—Ascolta un po', conte: disse l'altro, vestito anch'esso come l'ultimo figurino delle mode, sebbene non apparisse in lui quella scioperata arroganza che leggevasi a chiare note sul viso del compagno. Se poi si era fatto ad apostrofar l'amico, così in aria tra seria e scherzosa, con quel bel titolo di conte, n'aveva il perchè: quel titolo era un dolce solletico all'orecchio del giovine paladino.

—E che puoi dirmi ch'io non sappia? Tu sei mortalmente annojato della quaresima, e cerchi una distrazione….

—Sì, il far di madonnina di costei che tu vedi, mi va al cuore….

—E vorresti ch'io ti avessi a dar mano, eh? è per questo che m'hai tirato a forza fin qui, proprio all'ora che sulla porta del caffè io aspettava una persona, per accompagnarla alle prove del ballo nuovo.

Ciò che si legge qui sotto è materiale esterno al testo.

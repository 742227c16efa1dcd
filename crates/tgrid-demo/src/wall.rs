//! The scripted price-tile wall.

use std::fmt;
use std::sync::{Arc, Mutex, MutexGuard};
use std::thread;

use tgrid_core::geometry::{Point, Size};
use tgrid_layout::{CellDescriptor, CellId, CellKind, ReflowOutcome, ReflowStats};
use tgrid_runtime::{
    AnimationSlots, DebounceStats, DispatcherStats, DragEvent, DragTransition, GridRuntime, Rgba,
    ScheduleError, ScrollHost, Sequence, UiQueue, UiThread, VisualTarget, VisualValue,
};
use web_time::{Duration, Instant};

const QUOTES: u64 = 23;
const SPACER: CellId = CellId(1_000);
const FEED_ROUNDS: u32 = 60;
const FEED_PERIOD: Duration = Duration::from_millis(20);
const FRAME: Duration = Duration::from_millis(16);
const VIEWPORT_HEIGHT: f32 = 720.0;

/// Container widths applied at the given frame numbers.
const RESIZE_SCRIPT: [(u32, f32); 5] = [
    (0, 1280.0),
    (30, 640.0),
    (60, 1920.0),
    (90, 960.0),
    (120, 1280.0),
];
const DRAG_START_FRAME: u32 = 150;
const DRAG_END_FRAME: u32 = 165;
const LAST_FRAME: u32 = 200;

const UP: Rgba = Rgba::opaque(46, 160, 67);
const DOWN: Rgba = Rgba::opaque(207, 34, 46);
const NEUTRAL: Rgba = Rgba::opaque(60, 60, 60);

// ---------------------------------------------------------------------------
// Visual objects
// ---------------------------------------------------------------------------

#[derive(Debug, Clone, Copy)]
struct TileState {
    price: f64,
    alpha: f32,
    color: Rgba,
    updates: u64,
}

/// A live quote tile. Mutated only from UI-queue closures.
struct TileView {
    id: CellId,
    state: Mutex<TileState>,
    slots: Mutex<AnimationSlots>,
}

impl TileView {
    fn new(id: CellId) -> Arc<Self> {
        Arc::new(Self {
            id,
            state: Mutex::new(TileState {
                price: 100.0,
                alpha: 0.0,
                color: NEUTRAL,
                updates: 0,
            }),
            slots: Mutex::new(AnimationSlots::new()),
        })
    }

    fn state(&self) -> MutexGuard<'_, TileState> {
        self.state.lock().unwrap_or_else(|e| e.into_inner())
    }

    fn slots(&self) -> MutexGuard<'_, AnimationSlots> {
        self.slots.lock().unwrap_or_else(|e| e.into_inner())
    }
}

impl VisualTarget for TileView {
    fn apply(&self, value: VisualValue) {
        let mut state = self.state();
        match value {
            VisualValue::Alpha(alpha) => state.alpha = alpha,
            VisualValue::Color(color) => state.color = color,
        }
    }
}

/// Scroll container with a fixed origin.
#[derive(Default)]
struct Viewport {
    offset: Mutex<f32>,
}

impl Viewport {
    /// Screen position of a content point under the current scroll.
    fn to_screen(&self, content: Point) -> Point {
        let origin = self.container_origin();
        Point::new(
            origin.x + content.x,
            origin.y + content.y - self.scroll_offset(),
        )
    }
}

impl ScrollHost for Viewport {
    fn scroll_by(&self, delta: f32) {
        let mut offset = self.offset.lock().unwrap_or_else(|e| e.into_inner());
        *offset = (*offset + delta).max(0.0);
    }

    fn container_origin(&self) -> Point {
        Point::new(0.0, 0.0)
    }

    fn scroll_offset(&self) -> f32 {
        *self.offset.lock().unwrap_or_else(|e| e.into_inner())
    }
}

// ---------------------------------------------------------------------------
// Price feed
// ---------------------------------------------------------------------------

/// Deterministic price walk so runs are reproducible.
struct Feed {
    state: u64,
}

impl Feed {
    fn next(&mut self) -> u64 {
        self.state = self
            .state
            .wrapping_mul(6_364_136_223_846_793_005)
            .wrapping_add(1_442_695_040_888_963_407);
        self.state >> 33
    }

    fn step(&mut self) -> f64 {
        (self.next() % 200) as f64 / 100.0 - 1.0
    }
}

fn spawn_feed(
    runtime: Arc<GridRuntime>,
    tiles: Vec<Arc<TileView>>,
) -> std::io::Result<thread::JoinHandle<u64>> {
    thread::Builder::new().name("tgrid-demo-feed".into()).spawn(move || {
        let mut feed = Feed { state: 0x5eed };
        let mut prices = vec![100.0_f64; tiles.len()];
        let mut requests = 0;
        let flash = runtime.config().flash();
        for _ in 0..FEED_ROUNDS {
            for (i, tile) in tiles.iter().enumerate() {
                if feed.next() % 3 != 0 {
                    continue;
                }
                let previous = prices[i];
                prices[i] = (previous + feed.step()).max(0.01);
                let price = prices[i];
                let tint = if price >= previous { UP } else { DOWN };

                let tile = Arc::clone(tile);
                let ui = Arc::clone(runtime.ui());
                let sequencer = runtime.sequencer().clone();
                let flash = flash.clone();
                let key = format!("quote-{}", tile.id.0);
                let result = runtime.debounce(key, move || {
                    ui.run_on_ui(Box::new(move || {
                        {
                            let mut state = tile.state();
                            state.price = price;
                            state.updates += 1;
                        }
                        let target: Arc<dyn VisualTarget> = tile.clone();
                        let tint = Sequence::color_transition(
                            tint,
                            NEUTRAL,
                            4,
                            Duration::from_millis(40),
                        );
                        let mut slots = tile.slots();
                        for sequence in [flash, tint] {
                            let started =
                                slots.play(&sequencer, sequence, Arc::clone(&target), None);
                            if let Err(e) = started {
                                tracing::warn!(target: "tgrid.demo", error = %e, "flash not started");
                            }
                        }
                    }));
                });
                match result {
                    Ok(()) => requests += 1,
                    Err(e) => {
                        tracing::warn!(target: "tgrid.demo", error = %e, "feed stopped");
                        return requests;
                    }
                }
            }
            thread::sleep(FEED_PERIOD);
        }
        requests
    })
}

// ---------------------------------------------------------------------------
// Script
// ---------------------------------------------------------------------------

/// Summary printed at the end of a run.
#[derive(Debug)]
pub struct Report {
    frames: u32,
    ui_actions: u64,
    feed_requests: u64,
    tile_updates: u64,
    columns: Vec<(f32, usize)>,
    reflow: ReflowStats,
    dispatcher: DispatcherStats,
    debounce: DebounceStats,
    scroll_offset: f32,
    dropped: Option<(CellId, CellId)>,
    elapsed: Duration,
}

impl fmt::Display for Report {
    fn fmt(&self, f: &mut fmt::Formatter<'_>) -> fmt::Result {
        writeln!(f, "frames            {}", self.frames)?;
        writeln!(f, "elapsed           {:?}", self.elapsed)?;
        writeln!(f, "ui actions        {}", self.ui_actions)?;
        writeln!(
            f,
            "quote requests    {} -> {} tile updates ({} coalesced)",
            self.feed_requests, self.tile_updates, self.debounce.replaced
        )?;
        for (width, columns) in &self.columns {
            writeln!(f, "width {width:>6}      {columns} columns")?;
        }
        writeln!(
            f,
            "reflow            {} computed, {} cached, {} skipped",
            self.reflow.computations, self.reflow.cache_hits, self.reflow.skipped
        )?;
        writeln!(
            f,
            "dispatcher        {} completed, {} panicked, peak {}/{}",
            self.dispatcher.completed,
            self.dispatcher.panicked,
            self.dispatcher.peak_active,
            self.dispatcher.workers
        )?;
        writeln!(f, "scroll offset     {}", self.scroll_offset)?;
        match self.dropped {
            Some((dragged, onto)) => write!(
                f,
                "drag              tile {} dropped onto slot of {}",
                dragged.0, onto.0
            ),
            None => write!(f, "drag              no drop target"),
        }
    }
}

pub fn run(runtime: &Arc<GridRuntime>, ui: &mut UiQueue) -> Result<Report, ScheduleError> {
    let started = Instant::now();
    let mut cells: Vec<CellDescriptor> = (0..QUOTES).map(CellDescriptor::quote).collect();
    cells.insert(QUOTES as usize / 2, CellDescriptor::new(SPACER, CellKind::Spacer));
    let tiles: Vec<Arc<TileView>> = cells
        .iter()
        .filter(|c| c.kind().supports_content_update())
        .map(|c| TileView::new(c.id()))
        .collect();

    let mut layout = runtime.layout();
    let viewport = Arc::new(Viewport::default());
    let mut drag = runtime.drag_controller(viewport.clone(), Some(layout.reader()));

    for tile in &tiles {
        let handle = runtime.animate(runtime.config().fade_in(), tile.clone(), None)?;
        tile.slots().insert(handle);
    }

    let feed = spawn_feed(Arc::clone(runtime), tiles.clone())?;

    let mut columns = Vec::new();
    let mut width = RESIZE_SCRIPT[0].1;
    let mut dragged = None;
    let mut dropped = None;
    for frame in 0..=LAST_FRAME {
        if let Some(&(_, w)) = RESIZE_SCRIPT.iter().find(|(at, _)| *at == frame) {
            width = w;
        }
        if let ReflowOutcome::Applied { .. } =
            layout.layout(&mut cells, Size::new(width, VIEWPORT_HEIGHT))
            && let Some(geometry) = layout.geometry()
        {
            columns.push((width, geometry.columns));
        }

        if frame == DRAG_START_FRAME {
            let grab = center(&cells[0]);
            dragged = layout.hit_test(grab);
            drag.handle(Some(&DragEvent::moved(grab.x, grab.y)))?;
            // Pull far below the start so the sampler scrolls down.
            drag.handle(Some(&DragEvent::moved(grab.x, grab.y + 400.0)))?;
        }
        if frame == DRAG_END_FRAME {
            let release = viewport.to_screen(center(&cells[5]));
            if let DragTransition::Ended { drop_target } =
                drag.handle(Some(&DragEvent::ended(release.x, release.y)))?
                && let (Some(from), Some(onto)) = (dragged, drop_target)
            {
                reorder(&mut cells, from, onto);
                dropped = Some((from, onto));
            }
        }

        ui.pump_for(FRAME);
    }

    let feed_requests = feed.join().unwrap_or_default();
    let debouncer = runtime.debouncer();
    ui.pump_until(Duration::from_secs(2), || {
        debouncer.pending_count() == 0 && runtime.dispatcher().wait_idle(Duration::ZERO)
    });
    for tile in &tiles {
        tile.slots().cancel_all();
    }
    ui.drain();

    let tile_updates: u64 = tiles.iter().map(|t| t.state().updates).sum();
    let scroll_offset = viewport.scroll_offset();
    Ok(Report {
        frames: LAST_FRAME + 1,
        ui_actions: ui.executed(),
        feed_requests,
        tile_updates,
        columns,
        reflow: layout.stats(),
        dispatcher: runtime.dispatcher().stats(),
        debounce: debouncer.stats(),
        scroll_offset,
        dropped,
        elapsed: started.elapsed(),
    })
}

fn center(cell: &CellDescriptor) -> Point {
    let rect = cell.rect();
    Point::new(rect.x + rect.width / 2.0, rect.y + rect.height / 2.0)
}

/// Move `from` into the slot currently held by `onto`.
fn reorder(cells: &mut Vec<CellDescriptor>, from: CellId, onto: CellId) {
    let Some(src) = cells.iter().position(|c| c.id() == from) else {
        return;
    };
    let Some(dst) = cells.iter().position(|c| c.id() == onto) else {
        return;
    };
    if src != dst {
        let cell = cells.remove(src);
        cells.insert(dst, cell);
    }
}

#[cfg(test)]
mod tests {
    use super::*;
    use tgrid_runtime::{GridConfig, InlineUi};

    #[test]
    fn reorder_moves_into_target_slot() {
        let mut cells: Vec<_> = (0..5).map(CellDescriptor::quote).collect();
        reorder(&mut cells, CellId(0), CellId(3));
        let order: Vec<u64> = cells.iter().map(|c| c.id().0).collect();
        assert_eq!(order, vec![1, 2, 3, 0, 4]);
        reorder(&mut cells, CellId(4), CellId(1));
        let order: Vec<u64> = cells.iter().map(|c| c.id().0).collect();
        assert_eq!(order, vec![4, 1, 2, 3, 0]);
    }

    #[test]
    fn release_after_scroll_targets_the_visible_slot() {
        let runtime = GridRuntime::new(GridConfig::default(), Arc::new(InlineUi)).unwrap();
        let mut layout = runtime.layout();
        let mut cells: Vec<_> = (0..24).map(CellDescriptor::quote).collect();
        layout.layout(&mut cells, Size::new(1280.0, VIEWPORT_HEIGHT));

        let viewport = Arc::new(Viewport::default());
        let mut drag = runtime.drag_controller(viewport.clone(), Some(layout.reader()));
        let grab = viewport.to_screen(center(&cells[0]));
        drag.handle(Some(&DragEvent::moved(grab.x, grab.y))).unwrap();
        // Scrolled by the host while the drag is held near the start.
        viewport.scroll_by(300.0);

        let release = viewport.to_screen(center(&cells[13]));
        let end = drag
            .handle(Some(&DragEvent::ended(release.x, release.y)))
            .unwrap();
        assert_eq!(
            end,
            DragTransition::Ended {
                drop_target: Some(cells[13].id())
            }
        );
    }

    #[test]
    fn feed_is_deterministic() {
        let mut a = Feed { state: 7 };
        let mut b = Feed { state: 7 };
        for _ in 0..10 {
            let step = a.step();
            assert_eq!(step, b.step());
            assert!((-1.0..1.0).contains(&step));
        }
    }

    #[test]
    fn tile_applies_values() {
        let tile = TileView::new(CellId(1));
        tile.apply(VisualValue::Alpha(0.5));
        tile.apply(VisualValue::Color(UP));
        let state = *tile.state();
        assert_eq!(state.alpha, 0.5);
        assert_eq!(state.color, UP);
    }
}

—Una persona?… Gran che, conte Achille! per un amico puoi lasciare ch'essa ti tiri gli orecchi qualche volta!

—Ma non che mi graffii!

—Ah! ah! tu sei proprio ingattito di que' quattr'ossucci di ballerina.

—Ehi! come parli?

—Va via: come non si sappia che le vai appresso da tre anni, e che fai il geloso, come fosse una gran dama! E sì, che per entrarle in grazia devi andar giù chino, e non contarli… Va pure, che con le tue pretensioni, fai la bella figura!

—Non capisci niente: non sai che il mio è il gran genere?